The effect of conditional medium from BV2 cells on the depressive behaviors in mice. (A) Scheme of the experimental procedure. (B) SPT. (C) SPT and FST. (D) Locomotor. (E) The mRNA expression levels of BDNF in the hippocampus. n = 7–8 per group. ^# p < 0.05, ^## p < 0.01, ^### p < 0.001 versus the LPS + Vehicle group, or LPS + UB group.

FIGURE 9

SIRT1 and FOXO1 inhibitors attenuated the function of UB. (A and B) Western blot was performed to detect the protein levels of SIRT1, FOXO1, and Ac‐FOXO1 in BV2 cells treated with LPS or UB. (C and D) Experimental flow diagram and CCK8 assay of HT22 cells after incubating with conditional medium from BV2 cells. (E and F) Live and dead cell double staining assay of HT22 cells.

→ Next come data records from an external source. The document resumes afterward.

use std::collections::HashSet;

use chrono::{DateTime, Utc};
use serde::Serialize;

use crate::core::{CommandType, Config, DeviceAddress, DeviceKind, DIMMER_COUNT, SWITCH_COUNT};
use crate::protocol::{
    AssociatedDevice, Delta, InstanceState, Metadata, PathMeta, PathValue, Update,
};

/// Device paths already announced and instances whose command handlers
/// are registered. Only ever grows.
#[derive(Debug, Default)]
pub struct KnownDeviceRegistry {
    announced: HashSet<String>,
    registered: HashSet<u8>,
}

impl KnownDeviceRegistry {
    /// Creates an empty registry
    pub fn new() -> Self {
        Self::default()
    }

    /// Records a device path, returns `true` the first time it is seen
    pub fn announce(&mut self, device_path: &str) -> bool {
        if self.announced.contains(device_path) {
            return false;
        }
        self.announced.insert(device_path.to_string())
    }

    /// Records an instance's handler registration, returns `true` once
    pub fn register_instance(&mut self, instance: u8) -> bool {
        self.registered.insert(instance)
    }

    /// Whether metadata for `device_path` has been emitted
    pub fn is_announced(&self, device_path: &str) -> bool {
        self.announced.contains(device_path)
    }

    /// Whether command handlers exist for `instance`
    pub fn is_registered(&self, instance: u8) -> bool {
        self.registered.contains(&instance)
    }

    /// Number of announced device paths
    pub fn announced_count(&self) -> usize {
        self.announced.len()
    }
}

/// A command handler the host should install for a leaf path
#[derive(Debug, Clone, PartialEq, Eq, Serialize)]
#[serde(rename_all = "camelCase")]
pub struct ActionBinding {
    /// Context the handler is registered in
    pub context: String,
    /// Full leaf path, e.g. `electrical.switches.empirBusNxt-instance0-dimmer1.state`
    pub path: String,
    /// Device the path controls
    pub address: DeviceAddress,
    /// What a PUT on the path changes
    pub command: CommandType,
}

/// Output of projecting one instance's state
#[derive(Debug, Clone, PartialEq, Serialize)]
pub struct Projection {
    /// Logical instance
    pub instance: u8,
    /// Leaf values, always complete
    pub values: Vec<PathValue>,
    /// Metadata for devices seen for the first time
    pub meta: Vec<PathMeta>,
    /// Handlers to register, non-empty only on an instance's first projection
    pub registrations: Vec<ActionBinding>,
}

impl Projection {
    /// Wraps values and metadata in a delta stamped with `timestamp`
    pub fn to_delta(&self, timestamp: DateTime<Utc>) -> Delta {
        Delta {
            updates: vec![Update {
                timestamp,
                values: self.values.clone(),
                meta: self.meta.clone(),
            }],
        }
    }
}

/// Turns instance state into Signal K path/value records
#[derive(Debug)]
pub struct DeltaProjector {
    config: Config,
    registry: KnownDeviceRegistry,
}

impl DeltaProjector {
    /// Creates a projector publishing below `config.root_path`
    pub fn new(config: Config) -> Self {
        DeltaProjector {
            config,
            registry: KnownDeviceRegistry::new(),
        }
    }

    /// Read access to the registry
    pub fn registry(&self) -> &KnownDeviceRegistry {
        &self.registry
    }

    /// Projects `state` of logical `instance`.
    ///
    /// Dimmers 1..2 publish `state`, `dimmingLevel` and `type`; switches
    /// 3..8 publish `state` and `type`. Switches 1..2 are the dimmers'
    /// indicators and have no paths of their own.
    pub fn project(&mut self, instance: u8, state: &InstanceState) -> Projection {
        let register = self.registry.register_instance(instance);
        let mut projection = Projection {
            instance,
            values: Vec::new(),
            meta: Vec::new(),
            registrations: Vec::new(),
        };

        for index in 1..=DIMMER_COUNT as u8 {
            let address = DeviceAddress {
                instance,
                kind: DeviceKind::Dimmer,
                index,
            };
            let slot = address.slot();
            let device_path = self.config.device_path(&address);
            let state_path = format!("{}.state", device_path);
            // Level 0 is published too so the path always exists
            let level_path = format!("{}.dimmingLevel", device_path);

            projection.values.push(PathValue::new(state_path.as_str(), state.is_dimmer_on(slot)));
            projection.values.push(PathValue::new(level_path.as_str(), state.dimming_ratio(slot)));
            projection.values.push(PathValue::new(format!("{}.type", device_path), "dimmer"));

            if self.registry.announce(&device_path) {
                projection.meta.push(PathMeta {
                    path: state_path.clone(),
                    value: Metadata {
                        units: "bool".to_string(),
                        description: None,
                        display_name: format!("Dimmer {}", address),
                        associated_device: AssociatedDevice::from(&address),
                    },
                });
                projection.meta.push(PathMeta {
                    path: level_path.clone(),
                    value: Metadata {
                        units: "ratio".to_string(),
                        description: Some(
                            "Dimmer brightness ratio, 0<=ratio<=1, 1 is 100%".to_string(),
                        ),
                        display_name: format!("Dimmer {} brightness", address),
                        associated_device: AssociatedDevice::from(&address),
                    },
                });
            }

            if register {
                projection.registrations.push(self.binding(state_path, address, CommandType::State));
                projection.registrations.push(self.binding(level_path, address, CommandType::DimmerLevel));
            }
        }

        for index in (DIMMER_COUNT as u8 + 1)..=SWITCH_COUNT as u8 {
            let address = DeviceAddress {
                instance,
                kind: DeviceKind::Switch,
                index,
            };
            let device_path = self.config.device_path(&address);
            let state_path = format!("{}.state", device_path);

            projection.values.push(PathValue::new(state_path.as_str(), state.switches[address.slot()]));
            projection.values.push(PathValue::new(format!("{}.type", device_path), "switch"));

            if self.registry.announce(&device_path) {
                projection.meta.push(PathMeta {
                    path: state_path.clone(),
                    value: Metadata {
                        units: "bool".to_string(),
                        description: None,
                        display_name: format!("Switch {}", address),
                        associated_device: AssociatedDevice::from(&address),
                    },
                });
            }

            if register {
                projection.registrations.push(self.binding(state_path, address, CommandType::State));
            }
        }

        projection
    }

    fn binding(&self, path: String, address: DeviceAddress, command: CommandType) -> ActionBinding {
        ActionBinding {
            context: self.config.context.clone(),
            path,
            address,
            command,
        }
    }
}
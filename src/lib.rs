//! EmpirBus NXT bridge
//!
//! Decodes EmpirBus Application Specific PGN 65280 (Data Model 2) status
//! frames into per-instance dimmer and switch state, publishes that state as
//! Signal K path/value deltas, and turns PUT commands back into PGN 65280
//! frames rendered in the Actisense serial format.
//!
//! Devices are published at
//! `electrical.switches.empirBusNxt-instance<N>-dimmer<1..2>` and
//! `electrical.switches.empirBusNxt-instance<N>-switch<3..8>`.
pub mod core;

pub mod bridge;
pub mod bus;
pub mod protocol;
pub mod util;

// Re-export commonly used items
pub use crate::core::{Config, Error, Result};
pub use crate::bridge::{Bridge, BridgeHandle, BridgeService, Projection};
pub use crate::bus::{BusHandle, FrameSink};

/// Library version
pub const VERSION: &str = env!("CARGO_PKG_VERSION");

#[cfg(test)]
mod tests {
    use super::*;

    #[test]
    fn test_version() {
        assert!(!VERSION.is_empty());
    }
}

Scale bar, 100 μm. (G) Western blot was performed to detect the protein levels of Bax and Bcl‐2. n = 3 per group. ^# p < 0.05, ^## p < 0.01, ^### p < 0.001 versus the control groups.

FIGURE 10

Knockdown SIRT1 in the hippocampus antagonized the antidepressant effects of UB. (A) Schematic diagram of virus injection and depression‐related behavior tests. (B) The mRNA levels of SIRT1 in the hippocampus. (C) SPT, FST, and locomotor tests. (D) Immunofluorescence test of Iba1 in the hippocampus. Scale bar, 100 μm. n = 4–8 per group. ^# p < 0.05, ^## p < 0.01, ^### p < 0.001 versus the GFP + LPS + Vehicle or shSIRT1 + LPS + UB group.